- [Aim of the task]:
Give the number of lines in the records below that contain the word "Option". State only that number.

[Stored items]
#####

use core::fmt;
use std::{any::Any, future::Future, panic::AssertUnwindSafe, sync::Arc, time::Duration};

use chrono::{DateTime, Utc};
use futures::FutureExt;
use serenity::all::{ChannelId, GuildId, UserId};
use tracing::{error, warn};

use crate::bot::{chat_event::chat_event::EventOrigin, commands::commands::BotResult, handler::handler::ChatClient, permissions::permissions::Authorizer};

pub const ERROR_NOTICE: &str = "Error!";
pub const INTERACTION_ERROR: &str = "error executing command";

/// Why a supervised handler did not finish cleanly.
#[derive(Debug, Clone, PartialEq, Eq)]
pub enum Failure {
    Error(String),
    Panic(String),
}

#[derive(Debug, Clone)]
pub struct ErrorReport {
    pub guild_id: Option<GuildId>,
    pub channel_id: ChannelId,
    pub user_id: UserId,
    pub context: String,
    pub failure: Failure,
    pub at: DateTime<Utc>,
}

/// Runs handlers and turns any failure into an admin report plus a short-lived notice.
pub struct Recovery {
    client: Arc<dyn ChatClient>,
    auth: Arc<dyn Authorizer>,
    notice_delay: Duration,
}

impl fmt::Display for Failure {
    fn fmt(&self, f: &mut fmt::Formatter<'_>) -> fmt::Result {
        match self {
            Failure::Error(msg) => write!(f, "error: {msg}"),
            Failure::Panic(msg) => write!(f, "panic: {msg}"),
        }
    }
}

impl fmt::Display for ErrorReport {
    fn fmt(&self, f: &mut fmt::Formatter<'_>) -> fmt::Result {
        let guild = self.guild_id.map(|g| g.to_string()).unwrap_or_else(|| "direct message".to_string());
        writeln!(f, "⚠️ Error report ({})", self.at.format("%Y-%m-%d %H:%M:%S UTC"))?;
        writeln!(f, "Guild: {} | Channel: {} | User: {}", guild, self.channel_id, self.user_id)?;
        writeln!(f, "Command: {}", self.context)?;
        write!(f, "```{}```", self.failure)
    }
}

impl ErrorReport {
    pub fn new(origin: &EventOrigin, context: &str, failure: Failure) -> Self {
        Self {
            guild_id: origin.guild_id(),
            channel_id: origin.channel_id(),
            user_id: origin.invoker().user_id,
            context: context.to_string(),
            failure,
            at: Utc::now(),
        }
    }
}

fn panic_message(panic: Box<dyn Any + Send>) -> String {
    if let Some(s) = panic.downcast_ref::<&str>() {
        s.to_string()
    } else if let Some(s) = panic.downcast_ref::<String>() {
        s.clone()
    } else {
        "unknown panic".to_string()
    }
}

impl Recovery {
    pub fn new(client: Arc<dyn ChatClient>, auth: Arc<dyn Authorizer>, notice_delay: Duration) -> Self {
        Self { client, auth, notice_delay }
    }

    /// Awaits `fut`, containing both returned errors and panics.
    ///
    /// Never panics and never returns an error; the failure, if any, is
    /// handed back only so callers can log or count it.
    pub async fn supervise<F>(&self, origin: &EventOrigin, context: &str, fut: F) -> Option<Failure>
    where
        F: Future<Output = BotResult<()>> + Send,
    {
        let failure = match AssertUnwindSafe(fut).catch_unwind().await {
            Ok(Ok(())) => return None,
            Ok(Err(e)) => Failure::Error(e.to_string()),
            Err(panic) => Failure::Panic(panic_message(panic)),
        };

        warn!("Recovering from failure in '{}': {}", context, failure);
        self.report(ErrorReport::new(origin, context, failure.clone())).await;
        self.notify(origin).await;
        Some(failure)
    }

    async fn report(&self, report: ErrorReport) {
        let admins = self.auth.admins();
        if admins.is_empty() {
            warn!("No bot admins configured, error report dropped: {}", report.failure);
            return;
        }

        warn!("Sending error report to {} admins", admins.len());
        let content = report.to_string();
        for admin in admins {
            if let Err(e) = self.client.direct_message(admin, &content).await {
                error!("Failed to send error report to {}: {e}", admin);
            }
        }
    }

    async fn notify(&self, origin: &EventOrigin) {
        match origin {
            EventOrigin::Message(msg) => {
                let notice = match self.client.send_message(msg.channel_id, ERROR_NOTICE).await {
                    Ok(id) => id,
                    Err(e) => {
                        error!("err sending message {e}");
                        return;
                    }
                };

                tokio::time::sleep(self.notice_delay).await;
                if let Err(e) = self.client.delete_message(msg.channel_id, notice).await {
                    error!("unable to delete message {e}");
                }
            }
            EventOrigin::Interaction(interaction) => {
                if let Err(e) = self.client.edit_interaction_response(interaction, INTERACTION_ERROR).await {
                    error!("err editing interaction response {e}");
                    if let Err(e) = self.client.create_interaction_response(interaction, INTERACTION_ERROR, true).await {
                        error!("err responding to interaction {e}");
                        return;
                    }
                }

                tokio::time::sleep(self.notice_delay).await;
                if let Err(e) = self.client.delete_interaction_response(interaction).await {
                    error!("unable to delete interaction response {e}");
                }
            }
        }
    }
}
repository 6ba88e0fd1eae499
pub mod handler;
#[cfg(test)]
pub mod mock;
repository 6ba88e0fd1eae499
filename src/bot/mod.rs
use std::sync::Arc;

use tokio::sync::mpsc::UnboundedReceiver;
use tracing::info;

use crate::bot::{chat_event::chat_event::ChatEvent, dispatcher::dispatcher::Dispatcher};

pub mod state;
pub mod chat_event;
pub mod arguments;
pub mod commands;
pub mod schema;
pub mod trigger;
pub mod dispatcher;
pub mod recovery;
pub mod guild;
pub mod permissions;
pub mod handler;
pub mod platforms;

/// Drains the gateway channel, one task per event.
pub async fn run_event_loop(dispatcher: Arc<Dispatcher>, mut rx: UnboundedReceiver<ChatEvent>) {
    while let Some(event) = rx.recv().await {
        let dispatcher = dispatcher.clone();
        tokio::spawn(async move {
            dispatcher.dispatch(event).await;
        });
    }

    info!("Event channel closed, dispatch loop stopped");
}
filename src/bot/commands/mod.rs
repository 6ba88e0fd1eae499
use std::collections::HashMap;

use crate::bot::{commands::commands::{Command, CommandInfo, Component}, schema::schema::CommandSchema};

pub mod commands;
pub mod registry;
pub mod utility;

pub type CommandMap = HashMap<String, Command>;
pub type ChildMap = HashMap<String, CommandMap>;

/// Write phase of the registry. Consumed by [`RegistryBuilder::seal`].
#[derive(Default)]
pub struct RegistryBuilder {
    commands: CommandMap,
    children: ChildMap,
    aliases: HashMap<String, String>,
    schema_requests: Vec<CommandInfo>,
    components: HashMap<String, Component>,
}

/// Read-only registry shared by every dispatched event.
pub struct CommandRegistry {
    commands: CommandMap,
    children: ChildMap,
    aliases: HashMap<String, String>,
    schemas: HashMap<String, CommandSchema>,
    components: HashMap<String, Component>,
}
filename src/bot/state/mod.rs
pub mod def;
pub mod state;
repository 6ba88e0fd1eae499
pub mod dispatcher;
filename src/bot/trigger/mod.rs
pub mod trigger;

#####

- [Finished exercise]:
2